Vietnamese cooking emphasizes the balance of flavors and textures as well as the principles of yin and yang, or the heating and cooling characteristics of ingredients. The perfume of fresh ginger (considered hot) announces a big bowl of steamed elephant trunk clams (cool), so named for the long white meat inside the shells. Tender squid with crisp bok choy, and finely shredded cabbage glistening with oil and biting with black pepper, keep our chopsticks moving, too. A plate of carved, sliced cucumbers refreshes the palate between bites of the seafood and (there’s more?) herb-scattered butterfish.

Only three hours have passed, but between boarding and disembarking, I feel as if I’ve been to the dawn of time and back, a journey punctuated by the most memorable meal of a year that has been packed with them.

A three-to-four-hour tour of Ha Long Bay on Cong Nghia costs $120 for up to 48 passengers; lunch is an additional $20 per person. To make reservations, e-mail quynh@vietnamnowtravel.com.

Dateline: Hanoi

If you have time for only one meal in Hanoi, make it at Quan An Ngon. There are finer restaurants, and less crowded ones, but none that match the sheer number of dishes (200) or variety found in this aromatic and animated collection of 20 food stalls.

Quan An Ngon pays homage to rural food peddlers whose stands play the role that restaurants fill in the city. Although the dining destination, modeled after the shacks found in the Red River delta, offers seating inside a two-story building, the fun takes place outdoors, where booths staffed by dozens of cooks ring an open-air courtyard packed with row upon row of dark wooden tables. (Grab one; they go fast.)

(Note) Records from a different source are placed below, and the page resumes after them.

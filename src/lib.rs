//! Leave request & balance ledger core.
//!
//! Manages the lifecycle of an employee's leave request from submission
//! through edit, approval, or rejection, while keeping the derived leave
//! balance consistent under repeated edits and re-reviews.
//!
//! # Components
//!
//! - [`ledger`] - balance deduct/refund with insufficient-balance checks
//! - [`workflow`] - create/edit/review orchestration ([`WorkflowEngine`])
//! - [`store`] - employee and request persistence traits plus in-memory
//!   implementations
//! - [`notify`] - outbound notification interface (fire-and-forget)
//! - [`model`] - record shapes shared with the wider HR platform
//!
//! A pending request reserves nothing; the balance is deducted only at
//! approval. When an approved request is edited or re-reviewed, its old
//! effect is refunded before the new one is applied, so re-approving with
//! unchanged dates nets to zero.

pub mod config;
pub mod error;
pub mod ledger;
pub mod model;
pub mod notify;
pub mod store;
pub mod workflow;

pub use config::Config;
pub use error::{LeaveError, LeaveResult};
pub use ledger::BalanceLedger;
pub use model::employee::Employee;
pub use model::leave_request::{LeavePatch, LeaveRequest, LeaveStatus, LeaveType};
pub use model::role::Role;
pub use notify::{Notification, NotificationDispatcher, NotificationKind, NotifyTarget};
pub use store::{
    EmployeeStore, LeaveFilter, LeavePage, LeaveRequestStore, MemEmployeeStore,
    MemLeaveRequestStore,
};
pub use workflow::{CreateLeave, EditRequest, ReviewAction, WorkflowEngine};
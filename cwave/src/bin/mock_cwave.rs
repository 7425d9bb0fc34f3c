//! Run a simulated C-WAVE for development without hardware.
//!
//! ```text
//! mock_cwave --port 10001 --identity "CWave 2.1.0"
//! cwave_tool --ip 127.0.0.1 info
//! ```

use std::time::Duration;

use anyhow::{Context, Result};
use clap::Parser;
use cwave::{SimulatedCwave, StatusBits, DEFAULT_PORT};
use tracing::info;

#[derive(Parser, Debug)]
#[command(name = "mock_cwave")]
#[command(about = "Simulated Hübner C-WAVE listening on TCP")]
#[command(version)]
struct Args {
    /// Address to bind
    #[arg(long, default_value = "127.0.0.1")]
    bind: String,

    #[arg(short, long, default_value_t = DEFAULT_PORT)]
    port: u16,

    /// Firmware string reported on `info?`
    #[arg(long, default_value = cwave::sim::DEFAULT_IDENTITY)]
    identity: String,

    /// Initial raw status field (set bits are faults)
    #[arg(long, default_value = "0")]
    status: u32,
}

fn main() -> Result<()> {
    tracing_subscriber::fmt::init();

    let args = Args::parse();
    let sim = SimulatedCwave::bind((args.bind.as_str(), args.port))
        .with_context(|| format!("Failed to bind {}:{}", args.bind, args.port))?;
    sim.set_identity(&args.identity);
    sim.set_status_bits(StatusBits(args.status));

    info!("Simulated C-WAVE ready on {} (Ctrl-C to stop)", sim.addr());
    loop {
        std::thread::sleep(Duration::from_secs(60));
        info!("{} commands served", sim.commands().len());
    }
}
impl CWave<Connection> {
    /// Create a disconnected handle.
    pub fn new() -> Self {
        Self::with_link(Connection::new())
    }

    /// Connect and verify that the peer is a C-WAVE.
    ///
    /// # Errors
    ///
    /// Returns [`CwaveError::IdentityMismatch`] if the peer's firmware string
    /// does not start with `"CWave "`. The connection is closed in that case,
    /// and on any other failure of the identity probe.
    pub fn connect<A: ToSocketAddrs>(&mut self, addr: A) -> CwaveResult<()> {
        self.link.connect(addr)?;
        self.verify_identity()
    }

    /// Connect to the given IP on the default port (10001).
    pub fn connect_ip(&mut self, ip: &str) -> CwaveResult<()> {
        self.connect(format!("{ip}:{DEFAULT_PORT}"))
    }

    /// Build a handle from `config` and connect it.
    pub fn connect_with(config: &ClientConfig) -> CwaveResult<Self> {
        let mut cw = Self::with_link(Connection::from_config(config)?);
        cw.connect(config.socket_addr())?;
        Ok(cw)
    }

    /// Set how long each exchange waits for its reply.
    pub fn set_response_timeout(&mut self, timeout: Duration) -> CwaveResult<()> {
        self.link.set_response_timeout(timeout)
    }
}
//! Client configuration.
//!
//! Stored as JSON, e.g.:
//!
//! ```json
//! {
//!   "address": "192.168.202.22",
//!   "port": 10001,
//!   "flush_timeout_ms": 1,
//!   "response_timeout_ms": 10000
//! }
//! ```
//!
//! Missing fields take their defaults, so `{"address": "localhost"}` is a
//! complete file for talking through C-WAVE Control's multiplexer.

use std::path::Path;
use std::time::Duration;

use serde::{Deserialize, Serialize};

use crate::transport::{DEFAULT_FLUSH_TIMEOUT, DEFAULT_PORT, DEFAULT_RESPONSE_TIMEOUT};

/// Where the device lives and how patient to be with it.
#[derive(Debug, Clone, PartialEq, Eq, Serialize, Deserialize)]
#[serde(default)]
pub struct ClientConfig {
    /// Host name or IP address of the C-WAVE (or of C-WAVE Control)
    pub address: String,
    pub port: u16,
    /// Read timeout while draining stale input
    pub flush_timeout_ms: u64,
    /// Time allowed for a reply line
    pub response_timeout_ms: u64,
}

impl Default for ClientConfig {
    fn default() -> Self {
        Self {
            address: "localhost".to_string(),
            port: DEFAULT_PORT,
            flush_timeout_ms: DEFAULT_FLUSH_TIMEOUT.as_millis() as u64,
            response_timeout_ms: DEFAULT_RESPONSE_TIMEOUT.as_millis() as u64,
        }
    }
}

impl ClientConfig {
    /// Configuration for `address` with all other fields defaulted.
    pub fn for_address(address: impl Into<String>) -> Self {
        Self {
            address: address.into(),
            ..Self::default()
        }
    }

    /// `host:port` string suitable for [`std::net::ToSocketAddrs`].
    pub fn socket_addr(&self) -> String {
        format!("{}:{}", self.address, self.port)
    }

    pub fn flush_timeout(&self) -> Duration {
        Duration::from_millis(self.flush_timeout_ms)
    }

    pub fn response_timeout(&self) -> Duration {
        Duration::from_millis(self.response_timeout_ms)
    }

    /// Save to JSON file
    pub fn save_to_file(&self, path: &Path) -> Result<(), std::io::Error> {
        let json = serde_json::to_string_pretty(self)
            .map_err(|e| std::io::Error::new(std::io::ErrorKind::InvalidData, e))?;
        std::fs::write(path, json)
    }

    /// Load from JSON file
    pub fn load_from_file(path: &Path) -> Result<Self, std::io::Error> {
        let json = std::fs::read_to_string(path)?;
        serde_json::from_str(&json)
            .map_err(|e| std::io::Error::new(std::io::ErrorKind::InvalidData, e))
    }
}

You get a menu, but better to have your guide, in my case the Mighty Quynh again, show you around the perimeter and point out the selections. Each stall posts a woven bamboo sign announcing its specialty in Vietnamese. But you probably don’t require a translator to tell you that the tiny grilled birds at one stop are sparrows and that the fleshy steamed attraction at another stall is pig’s ear, wrapped in rice paper with lettuce, mint, scallions and noodles.

Talk about one-stop shopping! All of Vietnam — north, south, central — appears to be represented at Quan An Ngon. I’ve slurped better beef noodle soup, or pho, at Eden Center in suburban Virginia. But smoky grilled pork on a bed of vermicelli noodles with a tuft of fresh herbs makes me sad to be saying goodbye to Vietnam, as do steamed snails enlivened with garlic, fish sauce and lemon leaves. As we put a small dent in the menu, giant fans suspended from the trees help us keep our cool and steer fragrant cooking aromas our way. Before heading to the airport and home, I manage to squeeze in some boozy fermented black rice and yogurt and make a friend of it.

Quan An Ngon, 18 Phan Boi Chau St., Hoan Kiem str, Hanoi. 011-84-4-39428162138.